Recycling Product News Logo

Can machine learning help sort compostable and conventional plastics with high accuracy?

Hands sift through soil
Recyclable plastics are often mistaken for compostable ones, resulting in polluted compost. Pixabay

Disposable plastics are everywhere: food containers, coffee cups, and plastic bags are just some examples. Some of these plastics, called compostable plastics, can be engineered to biodegrade under controlled conditions. However, they often look identical to conventional plastics, get recycled incorrectly and, as a result, contaminate plastic waste streams and reduce recycling efficiency. Similarly, recyclable plastics are often mistaken for compostable ones, resulting in polluted compost.

Researchers at University College London (UCL) have published a paper in Frontiers in Sustainability in which they used machine learning to automatically sort different types of compostable and biodegradable plastics and differentiate them from conventional plastics.

"The accuracy is very high and allows the technique to be feasibly used in industrial recycling and composting facilities in the future," says Prof Mark Miodownik, corresponding author of the study.

Up to perfect accuracy

The researchers worked with different types of plastics measuring between 50mm by 50 millimetres and five millimetres by five millimetres. Conventional plastic samples included PP and PET, often used for food containers and drinking bottles, as well as LDPE, used, among other things, for plastic bags and packaging. Compostable plastic samples included PLA and PBAT, used for cup lids, tea bags, and magazine wraps; as well as palm-leaf and sugarcane, both biomass-derived materials used to produce packaging. The samples were divided into a training set, used to build classification models, and a testing set used to check accuracy.

Results showed high success rates. The model achieved perfect accuracy for all materials when the samples measured more than 10 millimetres by 10 millimetres. For sugarcane-derived or palm-leaf-based materials measuring 10 millimetres by 10 millimetres or less, however, the misclassification rate was 20 percent and 40 percent, respectively.

Looking at pieces measuring five millimetres by five millimetres, some materials were identified more reliably than others. For LDPE and PBAT pieces, the misclassification rate was 20 percent and both biomass-derived materials were misidentified at rates of 60 percent (sugarcane) and 80 percent (palm-leaf). However, the model could identify PLA, PP and PET pieces without error, regardless of sample measurements.

Beyond the visible

"Currently, most compostable plastics are treated as a contaminant in the recycling of conventional plastics, reducing their value. Trommel and density sorting are applied to screen compost and reduce the presence of other materials. However, the level of contaminants from the current screening process is unacceptably high," explains Miodownik. "The advantages of compostable packaging are only realized when they are industrially composted and do not enter the environment or pollute other waste streams or the soil."

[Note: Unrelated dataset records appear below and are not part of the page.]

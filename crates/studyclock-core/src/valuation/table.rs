use serde::{Deserialize, Serialize};
use std::collections::BTreeMap;

use crate::study::{Modifier, StudyKind};

/// Old kind identifiers and the keys that replaced them.
pub const LEGACY_KEYS: [(&str, &str); 5] = [
    ("MRI", "MR"),
    ("CR", "XR"),
    ("Nuclear", "NM"),
    ("Mammogram", "Mammo"),
    ("Ultrasound", "US"),
];

/// A unit-value entry: either a plain number or one number per study kind.
#[derive(Debug, Clone, PartialEq, Serialize, Deserialize)]
#[serde(untagged)]
pub enum UnitWeight {
    Flat(f64),
    PerKind(BTreeMap<String, f64>),
}

impl UnitWeight {
    /// Contribution of this entry when applied to `kind`.
    pub fn for_kind(&self, kind: StudyKind) -> f64 {
        match self {
            UnitWeight::Flat(v) => finite_or_zero(*v),
            UnitWeight::PerKind(map) => map
                .get(kind.as_str())
                .copied()
                .map(finite_or_zero)
                .unwrap_or(0.0),
        }
    }
}

pub(crate) fn finite_or_zero(v: f64) -> f64 {
    if v.is_finite() {
        v
    } else {
        0.0
    }
}

/// Editable valuation tables, keyed by study kind or modifier name.
///
/// Serialized under `[valuation]` in `config.toml`.
#[derive(Debug, Clone, PartialEq, Serialize, Deserialize)]
pub struct ValuationConfig {
    #[serde(default)]
    pub target_seconds: BTreeMap<String, u64>,
    #[serde(default)]
    pub unit_values: BTreeMap<String, UnitWeight>,
}

impl Default for ValuationConfig {
    fn default() -> Self {
        let mut target_seconds = BTreeMap::new();
        let mut unit_values = BTreeMap::new();

        for (kind, secs, units) in [
            (StudyKind::Ct, 240, 1.0),
            (StudyKind::Mr, 420, 1.4),
            (StudyKind::Us, 180, 0.6),
            (StudyKind::Xr, 60, 0.2),
            (StudyKind::Nm, 300, 0.9),
            (StudyKind::Pet, 480, 2.0),
            (StudyKind::Fluoro, 300, 0.5),
            (StudyKind::Mammo, 150, 0.7),
        ] {
            target_seconds.insert(kind.as_str().to_string(), secs);
            unit_values.insert(kind.as_str().to_string(), UnitWeight::Flat(units));
        }

        for (modifier, secs) in [
            (Modifier::OneSection, 120),
            (Modifier::TwoSections, 240),
            (Modifier::Contrast, 60),
            (Modifier::Comparison, 60),
            (Modifier::Bilateral, 0),
        ] {
            target_seconds.insert(modifier.as_str().to_string(), secs);
        }

        unit_values.insert(
            Modifier::OneSection.as_str().to_string(),
            per_kind(&[(StudyKind::Ct, 0.5), (StudyKind::Mr, 0.7), (StudyKind::Us, 0.3)]),
        );
        unit_values.insert(
            Modifier::TwoSections.as_str().to_string(),
            per_kind(&[(StudyKind::Ct, 1.0), (StudyKind::Mr, 1.4)]),
        );
        unit_values.insert(
            Modifier::Contrast.as_str().to_string(),
            UnitWeight::Flat(0.2),
        );

        Self {
            target_seconds,
            unit_values,
        }
    }
}

fn per_kind(entries: &[(StudyKind, f64)]) -> UnitWeight {
    UnitWeight::PerKind(
        entries
            .iter()
            .map(|(k, v)| (k.as_str().to_string(), *v))
            .collect(),
    )
}

impl ValuationConfig {
    /// Target seconds for a kind or modifier key; missing keys are 0.
    pub fn target_for(&self, key: &str) -> u64 {
        self.target_seconds.get(key).copied().unwrap_or(0)
    }

    pub fn unit_weight(&self, key: &str) -> Option<&UnitWeight> {
        self.unit_values.get(key)
    }

    pub fn set_target(&mut self, key: impl Into<String>, seconds: u64) {
        self.target_seconds.insert(key.into(), seconds);
    }

    pub fn set_unit_flat(&mut self, key: impl Into<String>, value: f64) {
        self.unit_values.insert(key.into(), UnitWeight::Flat(value));
    }

    /// Set a per-kind unit value. A flat entry under the same key is replaced
    /// by a per-kind map.
    pub fn set_unit_for_kind(&mut self, key: impl Into<String>, kind: &str, value: f64) {
        let entry = self
            .unit_values
            .entry(key.into())
            .or_insert_with(|| UnitWeight::PerKind(BTreeMap::new()));
        match entry {
            UnitWeight::PerKind(map) => {
                map.insert(kind.to_string(), value);
            }
            UnitWeight::Flat(_) => {
                let mut map = BTreeMap::new();
                map.insert(kind.to_string(), value);
                *entry = UnitWeight::PerKind(map);
            }
        }
    }

    /// Build from a parsed `[valuation]` table, overlaying the defaults.
    ///
    /// Entries that are not numeric are dropped and therefore valued 0.
    /// Legacy kind identifiers are remapped afterwards.
    pub fn from_toml_lenient(value: &toml::Value) -> Self {
        let mut config = Self::default();

        if let Some(targets) = value.get("target_seconds").and_then(|v| v.as_table()) {
            for (key, raw) in targets {
                match coerce_seconds(raw) {
                    Some(secs) => {
                        config.target_seconds.insert(key.clone(), secs);
                    }
                    None => {
                        tracing::warn!(key = %key, "ignoring non-numeric target_seconds entry");
                        config.target_seconds.remove(key);
                    }
                }
            }
        }

        if let Some(units) = value.get("unit_values").and_then(|v| v.as_table()) {
            for (key, raw) in units {
                match coerce_weight(raw) {
                    Some(weight) => {
                        config.unit_values.insert(key.clone(), weight);
                    }
                    None => {
                        tracing::warn!(key = %key, "ignoring non-numeric unit_values entry");
                        config.unit_values.remove(key);
                    }
                }
            }
        }

        let migrated = config.migrate_legacy_keys();
        if migrated > 0 {
            tracing::info!(migrated, "remapped legacy study kind keys");
        }
        config
    }

    /// Rename legacy kind identifiers, including keys inside per-kind maps.
    /// Returns the number of keys renamed.
    pub fn migrate_legacy_keys(&mut self) -> usize {
        let mut renamed = 0;
        for (old, new) in LEGACY_KEYS {
            if let Some(secs) = self.target_seconds.remove(old) {
                self.target_seconds.insert(new.to_string(), secs);
                renamed += 1;
            }
            if let Some(weight) = self.unit_values.remove(old) {
                self.unit_values.insert(new.to_string(), weight);
                renamed += 1;
            }
            for weight in self.unit_values.values_mut() {
                if let UnitWeight::PerKind(map) = weight {
                    if let Some(v) = map.remove(old) {
                        map.insert(new.to_string(), v);
                        renamed += 1;
                    }
                }
            }
        }
        renamed
    }
}

fn coerce_number(raw: &toml::Value) -> Option<f64> {
    let v = match raw {
        toml::Value::Integer(i) => *i as f64,
        toml::Value::Float(f) => *f,
        toml::Value::String(s) => s.trim().parse::<f64>().ok()?,
        _ => return None,
    };
    v.is_finite().then_some(v)
}

fn coerce_seconds(raw: &toml::Value) -> Option<u64> {
    let v = coerce_number(raw)?;
    (v >= 0.0).then(|| v.round() as u64)
}

fn coerce_weight(raw: &toml::Value) -> Option<UnitWeight> {
    if let Some(table) = raw.as_table() {
        let map = table
            .iter()
            .filter_map(|(kind, v)| coerce_number(v).map(|n| (kind.clone(), n)))
            .collect();
        return Some(UnitWeight::PerKind(map));
    }
    coerce_number(raw).map(UnitWeight::Flat)
}
use std::io::{BufRead, Write};
use std::path::PathBuf;

use clap::Subcommand;
use studyclock_core::storage::{export_csv, import_csv};
use studyclock_core::{Config, ConfigFile, ValuationStore};

#[derive(Subcommand)]
pub enum ConfigAction {
    /// Get a config value
    Get {
        /// Dot-separated key (e.g. "preferences.auto_start", "valuation.target_seconds.CT")
        key: String,
    },
    /// Set a config value
    Set {
        /// Dot-separated key
        key: String,
        /// New value; blank stores 0 for numeric settings
        value: String,
    },
    /// List all config values
    List,
    /// Reset config to defaults
    Reset {
        /// Skip the confirmation prompt
        #[arg(long)]
        yes: bool,
    },
    /// Write the valuation tables as CSV ("-" for stdout)
    Export { file: PathBuf },
    /// Replace the valuation tables from a CSV file
    Import { file: PathBuf },
}

pub fn run(action: ConfigAction) -> Result<(), Box<dyn std::error::Error>> {
    match action {
        ConfigAction::Get { key } => {
            let config = Config::load()?;
            match config.get(&key) {
                Some(value) => println!("{value}"),
                None => return Err(format!("unknown key: {key}").into()),
            }
        }
        ConfigAction::Set { key, value } => {
            let mut config = Config::load()?;
            config.set(&key, &value)?;
            config.save()?;
            println!("ok");
        }
        ConfigAction::List => {
            let config = Config::load()?;
            let json = serde_json::to_string_pretty(&config)?;
            println!("{json}");
        }
        ConfigAction::Reset { yes } => {
            if !yes {
                print!("Reset all settings to defaults? [y/N] ");
                std::io::stdout().flush()?;
                if !confirmed(&mut std::io::stdin().lock())? {
                    println!("cancelled");
                    return Ok(());
                }
            }
            Config::default().save()?;
            println!("config reset to defaults");
        }
        ConfigAction::Export { file } => {
            let config = Config::load()?;
            let text = export_csv(&config.valuation);
            if file.as_os_str() == "-" {
                print!("{text}");
            } else {
                std::fs::write(&file, text)?;
                println!("exported to {}", file.display());
            }
        }
        ConfigAction::Import { file } => {
            let text = std::fs::read_to_string(&file)?;
            let report = import_csv(&text);
            ConfigFile::default_location()?.save_valuation(&report.valuation)?;
            println!(
                "imported {} settings ({} skipped)",
                report.applied, report.skipped
            );
        }
    }
    Ok(())
}

/// Read one answer line; only `y`/`yes` confirm.
fn confirmed(input: &mut impl BufRead) -> std::io::Result<bool> {
    let mut answer = String::new();
    input.read_line(&mut answer)?;
    Ok(matches!(
        answer.trim().to_ascii_lowercase().as_str(),
        "y" | "yes"
    ))
}

#[cfg(test)]
mod tests {
    use super::*;

    #[test]
    fn confirmation_requires_yes() {
        assert!(confirmed(&mut "y\n".as_bytes()).unwrap());
        assert!(confirmed(&mut "YES\n".as_bytes()).unwrap());
        assert!(!confirmed(&mut "\n".as_bytes()).unwrap());
        assert!(!confirmed(&mut "nope\n".as_bytes()).unwrap());
        assert!(!confirmed(&mut "".as_bytes()).unwrap());
    }
}
//! Interactive session loop.
//!
//! The engine is ticked once per wall-clock second while stdin lines are
//! parsed into commands between ticks. Counters reset on every launch; only
//! preferences toggled here are written back to the config file.

use std::error::Error;
use std::io::Write;

use chrono::{DateTime, Utc};
use clap::{Parser, Subcommand, ValueEnum};
use tokio::io::{AsyncBufReadExt, BufReader};
use tokio::time::{Duration, MissedTickBehavior};

use studyclock_core::format;
use studyclock_core::storage::load_engine;
use studyclock_core::timer::{Clock, SystemClock, WallTicker, MAX_STREAK};
use studyclock_core::{
    Action, ActionError, ActivityCategory, Config, ConfigFile, Event, Modifier, Preference,
    PreferenceStore, Selection, SessionEngine, StudyKind,
};

const BELL: &str = "\x07";

#[derive(Parser, Debug)]
#[command(no_binary_name = true, disable_version_flag = true)]
struct SessionLine {
    #[command(subcommand)]
    command: SessionCommand,
}

#[derive(Clone, Copy, Debug, PartialEq, Eq, ValueEnum)]
pub enum Phase {
    Start,
    Stop,
}

#[derive(Clone, Copy, Debug, PartialEq, Eq, ValueEnum)]
pub enum Switch {
    On,
    Off,
}

#[derive(Subcommand, Debug, PartialEq)]
pub enum SessionCommand {
    /// Select a study kind, optionally replacing the modifiers
    Select {
        kind: StudyKind,
        /// Modifier slugs: section1, section2, contrast, comparison, bilateral
        modifiers: Vec<Modifier>,
    },
    /// Flip one modifier on the current selection
    Toggle { modifier: Modifier },
    /// Start or resume timing the selected study
    Start,
    /// Pause the running study
    Pause,
    /// Complete the study and score it
    #[command(alias = "complete")]
    Done,
    /// Revert the last completion
    Undo,
    /// Drop the current study without scoring it
    Discard,
    /// Administrative interruption
    Admin {
        #[arg(value_enum, default_value_t = Phase::Start)]
        phase: Phase,
    },
    /// Communications interruption
    Comms {
        #[arg(value_enum, default_value_t = Phase::Start)]
        phase: Phase,
    },
    /// Take a break, pausing any running study
    Break {
        #[arg(value_enum, default_value_t = Phase::Start)]
        phase: Phase,
    },
    /// Timed quick review outside any study
    Review {
        #[arg(value_enum, default_value_t = Phase::Start)]
        phase: Phase,
    },
    /// Park the current study in the draft slot
    Draft,
    /// Restore the parked study
    Resume,
    /// Accept the suggested break
    Yes,
    /// Decline the suggested break
    No,
    /// Toggle auto-start on select (persisted)
    Auto {
        #[arg(value_enum)]
        state: Switch,
    },
    /// Show the session dashboard
    Status,
    /// End the session
    #[command(alias = "exit")]
    Quit,
}

impl SessionCommand {
    /// Engine action for this command, or `None` for commands handled by the
    /// loop itself.
    pub fn action(&self) -> Option<Action> {
        let action = match self {
            SessionCommand::Select { kind, modifiers } if modifiers.is_empty() => {
                Action::SelectKind(*kind)
            }
            SessionCommand::Select { kind, modifiers } => Action::SetSelection(Selection {
                kind: Some(*kind),
                modifiers: modifiers.iter().copied().collect(),
            }),
            SessionCommand::Toggle { modifier } => Action::ToggleModifier(*modifier),
            SessionCommand::Start => Action::StartWork,
            SessionCommand::Pause => Action::PauseWork,
            SessionCommand::Done => Action::CompleteWork,
            SessionCommand::Undo => Action::Undo,
            SessionCommand::Discard => Action::DiscardStudy,
            SessionCommand::Admin { phase: Phase::Start } => Action::StartAdmin,
            SessionCommand::Admin { phase: Phase::Stop } => Action::StopAdmin,
            SessionCommand::Comms { phase: Phase::Start } => Action::StartComms,
            SessionCommand::Comms { phase: Phase::Stop } => Action::StopComms,
            SessionCommand::Break { phase: Phase::Start } => Action::StartBreak,
            SessionCommand::Break { phase: Phase::Stop } => Action::StopBreak,
            SessionCommand::Review { phase: Phase::Start } => Action::StartQuickReview,
            SessionCommand::Review { phase: Phase::Stop } => Action::StopQuickReview,
            SessionCommand::Draft => Action::EnterDraft,
            SessionCommand::Resume => Action::ResumeDraft,
            SessionCommand::Yes => Action::AcceptBreak,
            SessionCommand::No => Action::DeclineBreak,
            SessionCommand::Auto { .. } | SessionCommand::Status | SessionCommand::Quit => {
                return None
            }
        };
        Some(action)
    }
}

/// Result of one input line.
#[derive(Debug, PartialEq)]
pub enum Flow {
    Continue(Vec<String>),
    Quit,
}

/// Display options fixed for the whole session.
#[derive(Debug, Clone, Copy, Default)]
pub struct Display {
    pub accessible: bool,
}

impl Display {
    fn alert(&self, message: String) -> String {
        if self.accessible {
            format!("! {message}")
        } else {
            format!("{BELL}{message}")
        }
    }
}

pub fn run() -> Result<(), Box<dyn Error>> {
    let config = Config::load()?;
    let store = ConfigFile::default_location()?;
    let engine = load_engine(&store, &store, config.break_policy)?;
    let display = Display {
        accessible: config.preferences.accessible_display,
    };

    tracing::info!(path = %store.path().display(), "session starting");

    let runtime = tokio::runtime::Builder::new_current_thread()
        .enable_all()
        .build()?;
    runtime.block_on(session_loop(engine, &store, display))
}

async fn session_loop(
    mut engine: SessionEngine,
    store: &impl PreferenceStore,
    display: Display,
) -> Result<(), Box<dyn Error>> {
    let clock = SystemClock;
    let mut ticker = WallTicker::new(clock.now());
    let mut interval = tokio::time::interval(Duration::from_secs(1));
    interval.set_missed_tick_behavior(MissedTickBehavior::Burst);
    let mut lines = BufReader::new(tokio::io::stdin()).lines();

    println!("studyclock session. Type `help` for commands.");
    prompt()?;

    loop {
        tokio::select! {
            _ = interval.tick() => {
                engine.tick_n(ticker.due_ticks(clock.now()));
            }
            line = lines.next_line() => {
                let Some(line) = line? else { break };
                engine.tick_n(ticker.due_ticks(clock.now()));

                match handle_line(&mut engine, store, &line, clock.now(), display) {
                    Flow::Continue(output) => {
                        for out in output {
                            println!("{out}");
                        }
                        prompt()?;
                    }
                    Flow::Quit => break,
                }
            }
        }
    }

    for line in render_status(&engine, display) {
        println!("{line}");
    }
    Ok(())
}

fn prompt() -> std::io::Result<()> {
    print!("> ");
    std::io::stdout().flush()
}

/// Parse and apply one line of input.
pub fn handle_line(
    engine: &mut SessionEngine,
    store: &impl PreferenceStore,
    line: &str,
    now: DateTime<Utc>,
    display: Display,
) -> Flow {
    let words: Vec<&str> = line.split_whitespace().collect();
    if words.is_empty() {
        return Flow::Continue(Vec::new());
    }

    let command = match SessionLine::try_parse_from(words) {
        Ok(parsed) => parsed.command,
        Err(e) => return Flow::Continue(vec![e.to_string().trim_end().to_string()]),
    };

    match command {
        SessionCommand::Quit => Flow::Quit,
        SessionCommand::Status => Flow::Continue(render_status(engine, display)),
        SessionCommand::Auto { state } => {
            let enabled = state == Switch::On;
            engine.set_auto_start(enabled);
            let mut out = vec![format!(
                "auto-start {}",
                if enabled { "on" } else { "off" }
            )];
            if let Err(e) = store.save_preference(Preference::AutoStart, enabled) {
                tracing::warn!(error = %e, "could not persist auto-start");
                out.push(format!("warning: not saved ({e})"));
            }
            Flow::Continue(out)
        }
        other => {
            let Some(action) = other.action() else {
                return Flow::Continue(Vec::new());
            };
            match engine.apply(action, now) {
                Ok(events) => Flow::Continue(
                    events
                        .iter()
                        .filter_map(|e| render_event(e, display))
                        .collect(),
                ),
                Err(e) => Flow::Continue(vec![render_error(&e, display)]),
            }
        }
    }
}

fn render_error(error: &ActionError, display: Display) -> String {
    if error.is_blocking() {
        display.alert(error.to_string())
    } else {
        error.to_string()
    }
}

/// One line per event worth showing; `None` for silent ones.
pub fn render_event(event: &Event, display: Display) -> Option<String> {
    let line = match event {
        Event::SessionStarted => "session clock started".to_string(),
        Event::SelectionChanged {
            selection,
            target_secs,
            units,
        } => format!(
            "selected {} (target {}, {} units)",
            selection.label(),
            format::clock(*target_secs),
            format::units(*units)
        ),
        Event::WorkStarted {
            kind,
            elapsed_secs,
            automatic,
            ..
        } => {
            let how = if *automatic { " (auto)" } else { "" };
            format!("working on {kind} at {}{how}", format::clock(*elapsed_secs))
        }
        Event::WorkPaused {
            elapsed_secs,
            automatic,
        } => {
            let how = if *automatic { " (auto)" } else { "" };
            format!("paused at {}{how}", format::clock(*elapsed_secs))
        }
        Event::StudyCompleted {
            kind,
            elapsed_secs,
            variance_secs,
            units,
            streak,
            ..
        } => format!(
            "{kind} done in {} ({}) +{} units  {}",
            format::clock(*elapsed_secs),
            format::variance(*variance_secs, display.accessible),
            format::units(*units),
            format::streak(*streak, MAX_STREAK)
        ),
        Event::CompletionUndone {
            variance_secs,
            units,
            streak,
        } => format!(
            "undid completion ({}, -{} units)  {}",
            format::variance(*variance_secs, display.accessible),
            format::units(*units),
            format::streak(*streak, MAX_STREAK)
        ),
        Event::StudyDiscarded { elapsed_secs } => {
            format!("discarded study at {}", format::clock(*elapsed_secs))
        }
        Event::CategoryStarted { category } => match category {
            ActivityCategory::Interstitial => return None,
            other => format!("{other} started"),
        },
        Event::CategoryStopped {
            category,
            duration_secs,
        } => match category {
            ActivityCategory::Interstitial => return None,
            other => format!("{other} stopped after {}", format::clock(*duration_secs)),
        },
        Event::BreakSuggested {
            minutes_since_break,
        } => display.alert(format!(
            "{minutes_since_break} min since your last break. Take one? [yes/no]"
        )),
        Event::BreakDeclined { .. } => "break declined".to_string(),
        Event::DraftSaved {
            selection,
            elapsed_secs,
            ..
        } => format!(
            "parked {} at {}",
            selection.label(),
            format::clock(*elapsed_secs)
        ),
        Event::DraftResumed {
            selection,
            elapsed_secs,
        } => format!(
            "resumed {} at {}",
            selection.label(),
            format::clock(*elapsed_secs)
        ),
        Event::StateSnapshot { .. } => return None,
    };
    Some(line)
}

pub fn render_status(engine: &SessionEngine, display: Display) -> Vec<String> {
    let mut out = Vec::new();

    let state = match engine.category() {
        None => "idle".to_string(),
        Some(category) if engine.is_paused() && category != ActivityCategory::Working => {
            format!("{category} (study paused)")
        }
        Some(category) => category.to_string(),
    };
    out.push(format!("state: {state}"));

    if engine.selection().kind.is_some() || engine.elapsed_secs() > 0 {
        out.push(format!(
            "study: {}  {} / {}  ({})",
            engine.selection().label(),
            format::clock(engine.elapsed_secs()),
            format::clock(engine.target_secs()),
            format::variance(engine.running_variance_secs(), display.accessible)
        ));
    }
    if engine.category() == Some(ActivityCategory::QuickReview) {
        out.push(format!(
            "review: {}",
            format::clock(engine.review_elapsed_secs())
        ));
    }
    if let Some(draft) = engine.draft() {
        out.push(format!(
            "draft: {}  {} / {}",
            draft.selection.label(),
            format::clock(draft.elapsed_secs),
            format::clock(draft.target_secs)
        ));
    }

    let ledger = engine.ledger();
    out.push(format!(
        "session {}  completed {}  units {}  rate {}/h  last hour {}",
        format::clock(engine.session_secs()),
        ledger.completed_count(),
        format::units(ledger.total_units()),
        format::units(ledger.units_per_hour()),
        format::units(ledger.rolling_units())
    ));
    out.push(format!(
        "streak {}  variance {}",
        format::streak(ledger.streak(), MAX_STREAK),
        format::variance(ledger.cumulative_variance_secs(), display.accessible)
    ));

    let totals = engine.totals();
    let counters = engine.counters();
    out.push(format!(
        "working {}  admin {} ({}x)  comms {} ({}x)  break {} ({}x)  review {} ({}x)",
        format::clock(totals.working),
        format::clock(totals.admin),
        counters.admin,
        format::clock(totals.comms),
        counters.comms,
        format::clock(totals.on_break),
        counters.breaks,
        format::clock(totals.quick_review),
        counters.quick_reviews
    ));
    if engine.break_pending() {
        out.push("break suggested: answer yes or no".to_string());
    }
    out
}
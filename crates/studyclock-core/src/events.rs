use chrono::{DateTime, Utc};
use serde::{Deserialize, Serialize};

use crate::study::{Selection, StudyKind};
use crate::timer::{ActivityCategory, CategoryTotals, EventCounters};

/// Every state change in the session produces one or more Events.
/// The CLI prints them; tests assert on them.
#[derive(Debug, Clone, PartialEq, Serialize, Deserialize)]
#[serde(tag = "type")]
pub enum Event {
    /// The session clock started with the first study.
    SessionStarted,
    SelectionChanged {
        selection: Selection,
        target_secs: u64,
        units: f64,
    },
    WorkStarted {
        kind: StudyKind,
        elapsed_secs: u64,
        target_secs: u64,
        /// Started by the auto-start preference or by resuming after an
        /// interruption rather than by an explicit command.
        automatic: bool,
    },
    WorkPaused {
        elapsed_secs: u64,
        automatic: bool,
    },
    StudyCompleted {
        kind: StudyKind,
        elapsed_secs: u64,
        target_secs: u64,
        variance_secs: i64,
        units: f64,
        streak: u8,
        at: DateTime<Utc>,
    },
    CompletionUndone {
        variance_secs: i64,
        units: f64,
        streak: u8,
    },
    StudyDiscarded {
        elapsed_secs: u64,
    },
    CategoryStarted {
        category: ActivityCategory,
    },
    CategoryStopped {
        category: ActivityCategory,
        /// Seconds spent in this stint of the category.
        duration_secs: u64,
    },
    BreakSuggested {
        minutes_since_break: u64,
    },
    BreakDeclined {
        minutes_since_break: u64,
    },
    DraftSaved {
        selection: Selection,
        elapsed_secs: u64,
        target_secs: u64,
    },
    DraftResumed {
        selection: Selection,
        elapsed_secs: u64,
    },
    StateSnapshot {
        category: Option<ActivityCategory>,
        paused: bool,
        auto_paused: bool,
        selection: Selection,
        elapsed_secs: u64,
        target_secs: u64,
        session_secs: u64,
        secs_since_break: u64,
        completed_count: u32,
        cumulative_variance_secs: i64,
        total_units: f64,
        units_per_hour: f64,
        rolling_units: f64,
        streak: u8,
        totals: CategoryTotals,
        counters: EventCounters,
        draft: Option<Selection>,
        break_pending: bool,
    },
}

To improve accuracy, a team of scientists including Nutcha Teneepanichskul, Prof Helen Hailes and Miodownik from UCL's Plastic Waste Innovation Hub tested different types of conventional, compostable, and biodegradable plastics using hyperspectral imaging (HSI) for classification model development. HSI is an imaging technique that detects the invisible chemical signature of different materials while scanning them, producing a pixel-by-pixel chemical description of a sample. AI models were used to interpret these descriptions and make a material identification.

Plastic mismanagement in recycling and industrial composting processes is high, making reliable sorting mechanisms essential.

"Currently, the speed of identification is too low for implementation at industrial scale," Miodownik says. However, "we can and will improve it since automatic sorting is a key technology to make compostable plastics a sustainable alternative to recycling."